Copy out each line of the data that includes the string "cycles".

(Stored data entries)
···

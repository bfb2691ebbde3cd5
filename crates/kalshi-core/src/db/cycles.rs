//! Audit log of execution cycles.

use crate::types::CycleRecord;
use crate::Result;
use sqlx::PgPool;

/// Repository for cycle audit records.
pub struct CycleRepository {
    pool: PgPool,
}

impl CycleRepository {
    pub fn new(pool: PgPool) -> Self {
        Self { pool }
    }

    /// Append a finished cycle. Skips and errors are stored as JSON arrays.
    pub async fn insert(&self, cycle: &CycleRecord) -> Result<()> {
        sqlx::query(
            r#"
            INSERT INTO cycles (
                id, strategy, started_at, finished_at, markets_evaluated,
                signals_received, trades_opened, positions_closed, skips, errors
            )
            VALUES ($1, $2, $3, $4, $5, $6, $7, $8, $9, $10)
            "#,
        )
        .bind(cycle.id)
        .bind(cycle.strategy.as_str())
        .bind(cycle.started_at)
        .bind(cycle.finished_at)
        .bind(cycle.markets_evaluated as i32)
        .bind(cycle.signals_received as i32)
        .bind(cycle.trades_opened as i32)
        .bind(cycle.positions_closed as i32)
        .bind(serde_json::to_value(&cycle.skips)?)
        .bind(serde_json::to_value(&cycle.errors)?)
        .execute(&self.pool)
        .await?;

        Ok(())
    }
}
//! Signal sources for the trading engine.
//!
//! Each source watches one market family and emits [`Signal`]s the decision
//! engine turns into trade recommendations:
//!
//! - [`VolEdgeSource`]: GBM terminal-distribution probabilities for BTC
//!   range markets, driven by a rolling realized-volatility estimate.
//! - [`WeatherSource`]: deterministic NOAA daily-high forecast matches for
//!   temperature bucket markets.

pub mod noaa;
pub mod vol_edge;
pub mod weather;

pub use noaa::NoaaClient;
pub use vol_edge::{CoinbaseSpot, GbmModel, SpotPriceSource, VolEdgeSource, VolEstimator};
pub use weather::{ForecastSource, WeatherSource};

use async_trait::async_trait;
use kalshi_core::types::{Market, ProbabilityModel, Signal, StrategyKind};
use kalshi_core::Result;

/// A strategy's signal producer. Called once per execution cycle with the
/// current market snapshot; sources may keep state between calls (rolling
/// windows, caches).
#[async_trait]
pub trait SignalSource: Send + Sync {
    fn strategy(&self) -> StrategyKind;

    /// Produce signals for the given markets. A market without a signal is
    /// simply not traded this cycle.
    async fn signals(&mut self, markets: &[Market]) -> Result<Vec<Signal>>;

    /// Current probability model for exit re-estimation. `None` for
    /// deterministic sources or before the first successful cycle.
    fn probability_model(&self) -> Option<Box<dyn ProbabilityModel>> {
        None
    }
}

···

__Solution to the exercise__.
filename crates/kalshi-core/src/db/cycles.rs
//! Audit log of execution cycles.
            INSERT INTO cycles (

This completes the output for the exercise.